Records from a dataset
---
use serde::{Deserialize, Serialize};
use std::path::{Path, PathBuf};
use std::time::Duration;

use super::consts::defaults;
use crate::error::{EnsurebinError, Result};
use crate::platform::PlatformArch;

/// ensurebin.toml schema - what to install and where to put it
#[derive(Debug, Clone, Serialize, Deserialize)]
pub struct Manifest {
    pub binary: BinaryConfig,
    #[serde(default)]
    pub layout: LayoutConfig,
    /// Platform table, `[[download]]` entries
    #[serde(default, rename = "download")]
    pub downloads: Vec<DownloadEntry>,
}

#[derive(Debug, Clone, Serialize, Deserialize)]
pub struct BinaryConfig {
    pub name: String,
    /// Exact, trimmed output expected from `<name> <version_flag>`
    pub version: String,
    #[serde(default = "default_version_flag")]
    pub version_flag: String,
    #[serde(default = "default_marker")]
    pub marker: String,
    #[serde(default)]
    pub self_install_hints: Vec<String>,
    #[serde(default = "default_probe_timeout_ms")]
    pub probe_timeout_ms: u64,
}

#[derive(Debug, Clone, Serialize, Deserialize)]
pub struct LayoutConfig {
    #[serde(default = "default_lib_dir")]
    pub lib_dir: PathBuf,
    #[serde(default = "default_install_dir")]
    pub install_dir: PathBuf,
}

impl Default for LayoutConfig {
    fn default() -> Self {
        Self {
            lib_dir: default_lib_dir(),
            install_dir: default_install_dir(),
        }
    }
}

#[derive(Debug, Clone, Serialize, Deserialize, PartialEq, Eq)]
pub struct DownloadEntry {
    pub platform: String,
    /// `None` matches every architecture of `platform`
    #[serde(default, skip_serializing_if = "Option::is_none")]
    pub arch: Option<String>,
    pub url: String,
    /// Hex-encoded SHA-256 of the artifact
    pub checksum: String,
}

fn default_version_flag() -> String {
    defaults::VERSION_FLAG.to_string()
}

fn default_marker() -> String {
    defaults::MARKER.to_string()
}

fn default_probe_timeout_ms() -> u64 {
    defaults::PROBE_TIMEOUT_MS
}

fn default_lib_dir() -> PathBuf {
    PathBuf::from(defaults::LIB_DIR)
}

fn default_install_dir() -> PathBuf {
    PathBuf::from(defaults::INSTALL_DIR)
}

impl BinaryConfig {
    pub fn probe_timeout(&self) -> Duration {
        Duration::from_millis(self.probe_timeout_ms)
    }

    /// Path fragments marking a binary this mechanism itself created
    ///
    /// Defaults to `npm/<name>` joined with the host separator.
    pub fn self_install_hints(&self) -> Vec<String> {
        if self.self_install_hints.is_empty() {
            vec![Path::new("npm").join(&self.name).to_string_lossy().into_owned()]
        } else {
            self.self_install_hints.clone()
        }
    }
}

impl DownloadEntry {
    pub fn matches(&self, target: &PlatformArch) -> bool {
        self.platform == target.platform.as_str()
            && self
                .arch
                .as_deref()
                .is_none_or(|arch| arch == target.arch.as_str())
    }
}

impl Manifest {
    /// Reads and validates ensurebin.toml
    pub fn from_file(path: impl AsRef<Path>) -> Result<Self> {
        let path = path.as_ref();
        if !path.exists() {
            return Err(EnsurebinError::ManifestNotFound {
                path: path.to_path_buf(),
            });
        }

        let content = std::fs::read_to_string(path)?;
        Self::parse(&content)
    }

    pub fn parse(content: &str) -> Result<Self> {
        let manifest: Self = toml::from_str(content)?;
        manifest.validate()?;
        Ok(manifest)
    }

    /// Rejects manifests the resolver could not act on safely
    pub fn validate(&self) -> Result<()> {
        let name = &self.binary.name;
        if name.is_empty() || name.contains(['/', '\\']) {
            return Err(invalid(format!(
                "binary.name must be a bare file name, got '{name}'"
            )));
        }
        if self.binary.version.trim().is_empty() {
            return Err(invalid("binary.version must not be empty".to_string()));
        }
        if self.binary.marker.is_empty() {
            return Err(invalid("binary.marker must not be empty".to_string()));
        }

        for (field, dir) in [
            ("layout.lib_dir", &self.layout.lib_dir),
            ("layout.install_dir", &self.layout.install_dir),
        ] {
            if crate::path::has_absolute_or_rooted_component(dir) {
                return Err(invalid(format!(
                    "{field} must be relative to the package root, got '{}'",
                    dir.display()
                )));
            }
        }

        for (index, entry) in self.downloads.iter().enumerate() {
            if entry.platform.is_empty() {
                return Err(invalid(format!("download[{index}].platform is empty")));
            }
            url::Url::parse(&entry.url).map_err(|e| {
                invalid(format!("download[{index}].url '{}': {e}", entry.url))
            })?;
            if !is_sha256_hex(&entry.checksum) {
                return Err(invalid(format!(
                    "download[{index}].checksum must be 64 hex characters (sha256), got '{}'",
                    entry.checksum
                )));
            }
        }

        Ok(())
    }
}

fn invalid(reason: String) -> EnsurebinError {
    EnsurebinError::ManifestInvalid(reason)
}

fn is_sha256_hex(value: &str) -> bool {
    value.len() == 64 && value.chars().all(|c| c.is_ascii_hexdigit())
}

#[cfg(test)]
mod tests {
    use super::*;
    use crate::platform::{Arch, Platform};

    const CHECKSUM: &str = "9f86d081884c7d659a2feaa0c55ad015a3bf4f1b2b0b822cd15d6c15b0f00a08";

    #[test]
    fn test_parse_minimal_manifest() {
        let toml = r#"
[binary]
name = "phantomjs"
version = "2.1.1"
"#;
        let manifest = Manifest::parse(toml).unwrap();
        assert_eq!(manifest.binary.name, "phantomjs");
        assert_eq!(manifest.binary.version_flag, "--version");
        assert_eq!(manifest.binary.marker, "ENSUREBIN_INSTALL_MARKER");
        assert_eq!(manifest.binary.probe_timeout(), Duration::from_secs(10));
        assert_eq!(manifest.layout.lib_dir, PathBuf::from("lib"));
        assert_eq!(manifest.layout.install_dir, PathBuf::from("lib/bin"));
        assert!(manifest.downloads.is_empty());
    }

    #[test]
    fn test_parse_full_manifest() {
        let toml = format!(
            r#"
[binary]
name = "phantomjs"
version = "2.1.1"
version_flag = "-v"
marker = "MY_MARKER"
self_install_hints = ["global/phantomjs"]
probe_timeout_ms = 500

[layout]
lib_dir = "dist"
install_dir = "dist/phantom/bin"

[[download]]
platform = "linux"
arch = "x64"
url = "https://example.com/phantomjs-linux-x64"
checksum = "{CHECKSUM}"

[[download]]
platform = "darwin"
url = "https://example.com/phantomjs-macos"
checksum = "{CHECKSUM}"
"#
        );
        let manifest = Manifest::parse(&toml).unwrap();
        assert_eq!(manifest.binary.version_flag, "-v");
        assert_eq!(manifest.binary.self_install_hints(), vec!["global/phantomjs"]);
        assert_eq!(manifest.layout.install_dir, PathBuf::from("dist/phantom/bin"));
        assert_eq!(manifest.downloads.len(), 2);
        assert_eq!(manifest.downloads[1].arch, None);
    }

    #[test]
    fn test_default_self_install_hint() {
        let manifest = Manifest::parse("[binary]\nname = \"phantomjs\"\nversion = \"2.1.1\"\n")
            .unwrap();
        let expected = Path::new("npm").join("phantomjs");
        assert_eq!(
            manifest.binary.self_install_hints(),
            vec![expected.to_string_lossy().into_owned()]
        );
    }

    #[test]
    fn test_rejects_short_checksum() {
        let toml = r#"
[binary]
name = "phantomjs"
version = "2.1.1"

[[download]]
platform = "linux"
arch = "x64"
url = "https://example.com/phantomjs"
checksum = "47a37457cb2a5c2bcbca02e36eec4ee67784e528"
"#;
        let err = Manifest::parse(toml).unwrap_err();
        assert!(err.to_string().starts_with("MANIFEST_INVALID:"));
        assert!(err.to_string().contains("checksum"));
    }

    #[test]
    fn test_rejects_unparseable_url() {
        let toml = format!(
            r#"
[binary]
name = "phantomjs"
version = "2.1.1"

[[download]]
platform = "linux"
url = "not a url"
checksum = "{CHECKSUM}"
"#
        );
        let err = Manifest::parse(&toml).unwrap_err();
        assert!(err.to_string().contains("download[0].url"));
    }

    #[test]
    fn test_rejects_name_with_separator() {
        let err = Manifest::parse("[binary]\nname = \"bin/phantomjs\"\nversion = \"1\"\n")
            .unwrap_err();
        assert!(err.to_string().contains("binary.name"));
    }

    #[test]
    fn test_rejects_absolute_layout() {
        let toml = r#"
[binary]
name = "phantomjs"
version = "2.1.1"

[layout]
lib_dir = "/usr/lib"
"#;
        let err = Manifest::parse(toml).unwrap_err();
        assert!(err.to_string().contains("layout.lib_dir"));
    }

    #[test]
    fn test_missing_manifest_is_reported() {
        let temp = tempfile::TempDir::new().unwrap();
        let err = Manifest::from_file(temp.path().join("ensurebin.toml")).unwrap_err();
        assert!(matches!(err, EnsurebinError::ManifestNotFound { .. }));
    }

    #[test]
    fn test_entry_matching() {
        let any_arch = DownloadEntry {
            platform: "darwin".to_string(),
            arch: None,
            url: "https://example.com/mac".to_string(),
            checksum: CHECKSUM.to_string(),
        };
        let x64_only = DownloadEntry {
            platform: "linux".to_string(),
            arch: Some("x64".to_string()),
            url: "https://example.com/linux".to_string(),
            checksum: CHECKSUM.to_string(),
        };

        assert!(any_arch.matches(&PlatformArch::new(Platform::Darwin, Arch::X64)));
        assert!(any_arch.matches(&PlatformArch::new(
            Platform::Darwin,
            Arch::Other("arm64".to_string())
        )));
        assert!(x64_only.matches(&PlatformArch::new(Platform::Linux, Arch::X64)));
        assert!(!x64_only.matches(&PlatformArch::new(Platform::Linux, Arch::Ia32)));
        assert!(!x64_only.matches(&PlatformArch::new(Platform::Win32, Arch::X64)));
    }
}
---
Your assignment =>
Reproduce the entries exactly, but only from their first line to the line holding "Exact, trimmed output", with that last line kept.

Task response =>
use serde::{Deserialize, Serialize};
use std::path::{Path, PathBuf};
use std::time::Duration;

use super::consts::defaults;
use crate::error::{EnsurebinError, Result};
use crate::platform::PlatformArch;

/// ensurebin.toml schema - what to install and where to put it
#[derive(Debug, Clone, Serialize, Deserialize)]
pub struct Manifest {
    pub binary: BinaryConfig,
    #[serde(default)]
    pub layout: LayoutConfig,
    /// Platform table, `[[download]]` entries
    #[serde(default, rename = "download")]
    pub downloads: Vec<DownloadEntry>,
}

#[derive(Debug, Clone, Serialize, Deserialize)]
pub struct BinaryConfig {
    pub name: String,
    /// Exact, trimmed output expected from `<name> <version_flag>`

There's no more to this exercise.